//! # Remote Fragment Fetching
//!
//! Fragments listed under `resources.remotes` are retrieved through the
//! [`RemoteFetcher`] trait so the fragment store can be exercised in tests
//! without touching the network.
//!
//! - `file://` URLs are read from the local filesystem.
//! - `http://` and `https://` URLs are fetched with a blocking HTTP client.
//!
//! Every failure is reported as [`Error::Fetch`] and is fatal for the run.

use std::time::Duration;

use log::debug;
use url::Url;

use crate::error::{Error, Result};

/// Trait for remote fragment retrieval - allows mocking in tests
pub trait RemoteFetcher {
    /// Fetch the content behind `url`.
    fn fetch(&self, url: &Url) -> Result<String>;
}

/// The default implementation of `RemoteFetcher`.
pub struct DefaultRemoteFetcher {
    timeout: Duration,
}

impl Default for DefaultRemoteFetcher {
    fn default() -> Self {
        Self {
            timeout: Duration::from_secs(30),
        }
    }
}

impl DefaultRemoteFetcher {
    pub fn with_timeout(timeout: Duration) -> Self {
        Self { timeout }
    }

    fn fetch_http(&self, url: &Url) -> Result<String> {
        let fetch_error = |message: String| Error::Fetch {
            url: url.to_string(),
            message,
        };
        let client = reqwest::blocking::Client::builder()
            .timeout(self.timeout)
            .build()
            .map_err(|e| fetch_error(e.to_string()))?;
        let response = client
            .get(url.as_str())
            .send()
            .map_err(|e| fetch_error(e.to_string()))?;
        let status = response.status();
        if !status.is_success() {
            return Err(fetch_error(format!("HTTP status {}", status)));
        }
        response.text().map_err(|e| fetch_error(e.to_string()))
    }
}

impl RemoteFetcher for DefaultRemoteFetcher {
    fn fetch(&self, url: &Url) -> Result<String> {
        debug!("Fetching remote fragment {}", url);
        match url.scheme() {
            "file" => {
                let path = url.to_file_path().map_err(|_| Error::Fetch {
                    url: url.to_string(),
                    message: "not a valid file path".to_string(),
                })?;
                std::fs::read_to_string(&path).map_err(|e| Error::Fetch {
                    url: url.to_string(),
                    message: e.to_string(),
                })
            }
            "http" | "https" => self.fetch_http(url),
            other => Err(Error::Fetch {
                url: url.to_string(),
                message: format!("unsupported scheme '{}'", other),
            }),
        }
    }
}

/// File name a remote fragment is stored under: the last path segment.
pub fn remote_file_name(url: &Url) -> Option<String> {
    url.path_segments()
        .and_then(|mut segments| segments.next_back())
        .filter(|s| !s.is_empty())
        .map(str::to_string)
}

#[cfg(test)]
mod tests {
    use super::*;
    use tempfile::TempDir;

    #[test]
    fn test_fetch_file_url() {
        let temp = TempDir::new().unwrap();
        let path = temp.path().join("extra-cm.yml");
        std::fs::write(&path, "kind: ConfigMap\n").unwrap();
        let url = Url::from_file_path(&path).unwrap();

        let content = DefaultRemoteFetcher::default().fetch(&url).unwrap();
        assert_eq!(content, "kind: ConfigMap\n");
    }

    #[test]
    fn test_fetch_missing_file_is_fetch_error() {
        let url = Url::parse("file:///definitely/not/here.yml").unwrap();
        let err = DefaultRemoteFetcher::default().fetch(&url).unwrap_err();
        assert!(matches!(err, Error::Fetch { .. }));
    }

    #[test]
    fn test_fetch_unsupported_scheme() {
        let url = Url::parse("ftp://example.com/a.yml").unwrap();
        let err = DefaultRemoteFetcher::default().fetch(&url).unwrap_err();
        assert!(err.to_string().contains("unsupported scheme 'ftp'"));
    }

    #[test]
    #[cfg_attr(not(feature = "integration-tests"), ignore)]
    fn test_fetch_https_url() {
        let url = Url::parse("https://example.com/").unwrap();
        let content = DefaultRemoteFetcher::with_timeout(Duration::from_secs(10))
            .fetch(&url)
            .unwrap();
        assert!(content.contains("Example Domain"));
    }

    #[test]
    fn test_remote_file_name() {
        let url = Url::parse("https://example.com/manifests/web-svc.yml?raw=1").unwrap();
        assert_eq!(remote_file_name(&url).as_deref(), Some("web-svc.yml"));

        let url = Url::parse("https://example.com/").unwrap();
        assert_eq!(remote_file_name(&url), None);
    }
}
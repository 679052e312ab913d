//! Orchestrator for a complete resource generation run
//!
//! This module coordinates all phases. Everything that can fail on bad
//! configuration (mappings, profile names, processor names, profile
//! directories) is resolved before the first file is read or written.

use std::path::{Path, PathBuf};

use log::{error, info};

use super::profiles::{OverlayPass, ProfileDir};
use super::validate::{ValidationOutcome, ValidationPolicy};
use super::{phase1, phase2, phase3, phase4, phase5, phase6, phase7, phase8};
use crate::config::{ForgeConfig, ProcessorConfig};
use crate::defaults::{default_user_profile_dir, DEFAULT_PROFILE};
use crate::error::Result;
use crate::fetch::{DefaultRemoteFetcher, RemoteFetcher};
use crate::image::{self, ImageConfigResolver, ImageNameFormatter, PropertyImageConfigResolver};
use crate::mapping::KindFilenameMapper;
use crate::phases::assemble::default_resource_name;
use crate::phases::expand::SubstitutionContext;
use crate::processor::{Enricher, EnricherContext, Generator, GeneratorContext, ProcessorRegistry};
use crate::profile::{blend_profile_with_configuration, ProcessorKind, ProfileResolver};
use crate::resource::{PlatformMode, ResourceCollection};

/// What one platform pass produced.
#[derive(Debug, Clone, PartialEq)]
pub struct GenerationReport {
    pub platform: PlatformMode,
    pub classifier: String,
    /// Items in the composite document.
    pub items: usize,
    /// Items contributed by profile directories.
    pub profile_items: usize,
    pub composite: PathBuf,
    pub individual: Vec<PathBuf>,
    /// Items written without an individual file because they have no name.
    pub skipped: usize,
    pub validation: ValidationOutcome,
}

/// `resource_dir/<environment>` when an environment is set, else `resource_dir`.
pub fn effective_resource_dir(resource_dir: &Path, environment: Option<&str>) -> PathBuf {
    match environment.map(str::trim).filter(|env| !env.is_empty()) {
        Some(env) => resource_dir.join(env),
        None => resource_dir.to_path_buf(),
    }
}

/// Where profiles are looked up: the resource directory, then the user's
/// profile directory.
pub fn profile_search_roots(resource_dir: &Path) -> Vec<PathBuf> {
    let mut roots = vec![resource_dir.to_path_buf()];
    roots.extend(default_user_profile_dir());
    roots
}

/// State shared by every platform pass.
struct Run<'a> {
    config: &'a ForgeConfig,
    mapper: KindFilenameMapper,
    enrichers: ProcessorRegistry<dyn Enricher>,
    enricher_config: ProcessorConfig,
    profile_dirs: Vec<ProfileDir>,
    substitution: SubstitutionContext,
    expanded: Vec<PathBuf>,
    target_dir: PathBuf,
    work_dir: PathBuf,
}

/// Execute a complete run with the default remote fetcher.
///
/// Relative directories of `config` are resolved against `base_dir`.
pub fn execute(config: &ForgeConfig, base_dir: &Path) -> Result<Vec<GenerationReport>> {
    execute_with_fetcher(config, base_dir, &DefaultRemoteFetcher::default())
}

/// Execute a complete run:
///
/// 1. Resolve the kind mapping, profile directories and processor chains
/// 2. Resolve images and run the generator chain once
/// 3. Discover and expand the fragments once (phases 1-2)
/// 4. For every configured platform, run phases 3-8
///
/// Returns one report per platform. With `skip` set nothing happens.
pub fn execute_with_fetcher(
    config: &ForgeConfig,
    base_dir: &Path,
    fetcher: &dyn RemoteFetcher,
) -> Result<Vec<GenerationReport>> {
    if config.skip {
        info!("Skipping resource generation");
        return Ok(Vec::new());
    }
    config.validate()?;

    let mapper = KindFilenameMapper::with_mappings(&config.mappings)?;
    let resource_dir = effective_resource_dir(
        &ForgeConfig::resolve_dir(base_dir, &config.resource_dir),
        config.environment.as_deref(),
    );
    let resolver = ProfileResolver::new(&profile_search_roots(&resource_dir));
    let profile_dirs = phase5::resolve_profile_dirs(&resource_dir, &resolver)?;

    let profile_name = config.profile.as_deref().unwrap_or(DEFAULT_PROFILE);
    let generator_config = blend_profile_with_configuration(
        ProcessorKind::Generator,
        Some(profile_name),
        &resolver,
        config.generator.as_ref(),
    )?;
    let enricher_config = blend_profile_with_configuration(
        ProcessorKind::Enricher,
        Some(profile_name),
        &resolver,
        config.enricher.as_ref(),
    )?;

    let enrichers = ProcessorRegistry::<dyn Enricher>::enrichers();
    enrichers.all_ordered(&enricher_config)?;
    for profile_dir in &profile_dirs {
        enrichers.all_ordered(&profile_dir.profile.enricher_config())?;
    }
    let generators = ProcessorRegistry::<dyn Generator>::generators();

    // Images
    let substitution = SubstitutionContext::from_project(&config.project);
    let images = PropertyImageConfigResolver::new(&substitution).resolve(config.images.clone())?;
    let images = phase4::generate(
        &generators,
        &GeneratorContext {
            project: &config.project,
        },
        &generator_config,
        images,
    )?;
    let build_dir = ForgeConfig::resolve_dir(base_dir, &config.build_dir);
    let reference_date = image::reference_date(&build_dir)?;
    let images = image::init_and_validate(
        images,
        &ImageNameFormatter::new(&config.project, reference_date),
    )?;

    // Phases 1-2
    let work_dir = ForgeConfig::resolve_dir(base_dir, &config.work_dir);
    let fragments = phase1::execute(&resource_dir, &config.resources.remotes, fetcher)?;
    let expanded = phase2::execute(&fragments, &work_dir, &substitution)?;

    let run = Run {
        config,
        mapper,
        enrichers,
        enricher_config,
        profile_dirs,
        substitution,
        expanded,
        target_dir: ForgeConfig::resolve_dir(base_dir, &config.target_dir),
        work_dir,
    };
    let default_name = default_resource_name(&config.project.artifact_id);
    let ctx = EnricherContext {
        project: &config.project,
        images: &images,
        resources: &config.resources,
        default_name: &default_name,
    };

    config
        .platforms
        .iter()
        .map(|platform| generate_platform(&run, &ctx, *platform))
        .collect()
}

/// Phases 3-5: the main items followed by every profile overlay.
fn assemble_platform(
    run: &Run<'_>,
    ctx: &EnricherContext<'_>,
    platform: PlatformMode,
) -> Result<(ResourceCollection, usize)> {
    let mut builder = phase3::execute(&run.expanded, platform, ctx.default_name, &run.mapper)?;
    phase4::execute(
        &run.enrichers,
        platform,
        ctx,
        &run.enricher_config,
        &mut builder,
    )?;

    let pass = OverlayPass {
        platform,
        ctx,
        registry: &run.enrichers,
        mapper: &run.mapper,
        substitution: &run.substitution,
        work_dir: &run.work_dir,
    };
    let profile_items = phase5::execute(&pass, &run.profile_dirs, &mut builder)?;
    Ok((builder.build(), profile_items))
}

fn generate_platform(
    run: &Run<'_>,
    ctx: &EnricherContext<'_>,
    platform: PlatformMode,
) -> Result<GenerationReport> {
    let classifier = platform.classifier();
    info!("Generating {} resources", classifier);

    let (collection, profile_items) = assemble_platform(run, ctx, platform).map_err(|e| {
        if e.is_constraint_violation() {
            error!("Failed to generate {} resources: {}", classifier, e);
        }
        e
    })?;

    let (entity, filtered) = phase6::execute(&collection, run.config.generate_route);

    let output_dir = run.target_dir.join(classifier);
    let written = phase7::execute(
        &entity,
        &filtered,
        &output_dir.join(classifier),
        run.config.resource_type,
        &run.mapper,
    )?;
    info!(
        "Wrote {} {} resource(s) to {}",
        filtered.len(),
        classifier,
        written.composite.display()
    );

    let policy = ValidationPolicy {
        skip: run.config.skip_resource_validation,
        fail_on_error: run.config.fail_on_validation_error,
    };
    let validation = phase8::execute(&output_dir, platform, policy)?;

    Ok(GenerationReport {
        platform,
        classifier: classifier.to_string(),
        items: filtered.len(),
        profile_items,
        composite: written.composite,
        individual: written.individual,
        skipped: written.skipped,
        validation,
    })
}
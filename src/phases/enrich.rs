//! Phase 4: Generation and Enrichment
//!
//! Runs processor chains resolved from a [`ProcessorConfig`].
//!
//! - [`generate`]: the generator chain over the image configuration, once per
//!   invocation.
//! - [`create_default_resources`]: the `create_defaults` stage of every
//!   enricher supporting the platform, in chain order.
//! - [`enrich`]: the `enrich` stage, in the same order.
//!
//! The chain is resolved before the first processor runs, so a bad include
//! fails without touching the builder. Runtime errors are wrapped with the
//! failing processor's name; constraint violations pass through unchanged so
//! callers can report them as such.

use log::debug;

use crate::config::ProcessorConfig;
use crate::error::Result;
use crate::image::ImageConfiguration;
use crate::processor::{
    wrap_error, Enricher, EnricherContext, Generator, GeneratorContext, Processor,
    ProcessorRegistry,
};
use crate::resource::{PlatformMode, ResourceListBuilder};

/// Run the generator chain.
pub fn generate(
    registry: &ProcessorRegistry<dyn Generator>,
    ctx: &GeneratorContext<'_>,
    config: &ProcessorConfig,
    mut images: Vec<ImageConfiguration>,
) -> Result<Vec<ImageConfiguration>> {
    for generator in registry.all_ordered(config)? {
        debug!("Running generator {}", generator.name());
        images = generator
            .customize(ctx, config, images)
            .map_err(|e| wrap_error(generator.name(), e))?;
    }
    Ok(images)
}

fn chain<'r>(
    registry: &'r ProcessorRegistry<dyn Enricher>,
    platform: PlatformMode,
    config: &ProcessorConfig,
) -> Result<Vec<&'r dyn Enricher>> {
    Ok(registry
        .all_ordered(config)?
        .into_iter()
        .filter(|enricher| enricher.supports(platform))
        .collect())
}

/// Let every enricher add the resources it is responsible for.
pub fn create_default_resources(
    registry: &ProcessorRegistry<dyn Enricher>,
    platform: PlatformMode,
    ctx: &EnricherContext<'_>,
    config: &ProcessorConfig,
    builder: &mut ResourceListBuilder,
) -> Result<()> {
    for enricher in chain(registry, platform, config)? {
        debug!("Creating default resources with {}", enricher.name());
        enricher
            .create_defaults(platform, ctx, config, builder)
            .map_err(|e| wrap_error(enricher.name(), e))?;
    }
    Ok(())
}

/// Let every enricher complete the resources in `builder`.
pub fn enrich(
    registry: &ProcessorRegistry<dyn Enricher>,
    platform: PlatformMode,
    ctx: &EnricherContext<'_>,
    config: &ProcessorConfig,
    builder: &mut ResourceListBuilder,
) -> Result<()> {
    for enricher in chain(registry, platform, config)? {
        debug!("Enriching with {}", enricher.name());
        enricher
            .enrich(platform, ctx, config, builder)
            .map_err(|e| wrap_error(enricher.name(), e))?;
    }
    Ok(())
}

/// Both stages, defaults first.
pub fn execute(
    registry: &ProcessorRegistry<dyn Enricher>,
    platform: PlatformMode,
    ctx: &EnricherContext<'_>,
    config: &ProcessorConfig,
    builder: &mut ResourceListBuilder,
) -> Result<()> {
    create_default_resources(registry, platform, ctx, config, builder)?;
    enrich(registry, platform, ctx, config, builder)
}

Activity:
Beginning with the very first line of the records above, please retype each line through the one that has "Fetch the content", and add nothing.

Problem solution:
//! # Remote Fragment Fetching
//!
//! Fragments listed under `resources.remotes` are retrieved through the
//! [`RemoteFetcher`] trait so the fragment store can be exercised in tests
//! without touching the network.
//!
//! - `file://` URLs are read from the local filesystem.
//! - `http://` and `https://` URLs are fetched with a blocking HTTP client.
//!
//! Every failure is reported as [`Error::Fetch`] and is fatal for the run.

use std::time::Duration;

use log::debug;
use url::Url;

use crate::error::{Error, Result};

/// Trait for remote fragment retrieval - allows mocking in tests
pub trait RemoteFetcher {
    /// Fetch the content behind `url`.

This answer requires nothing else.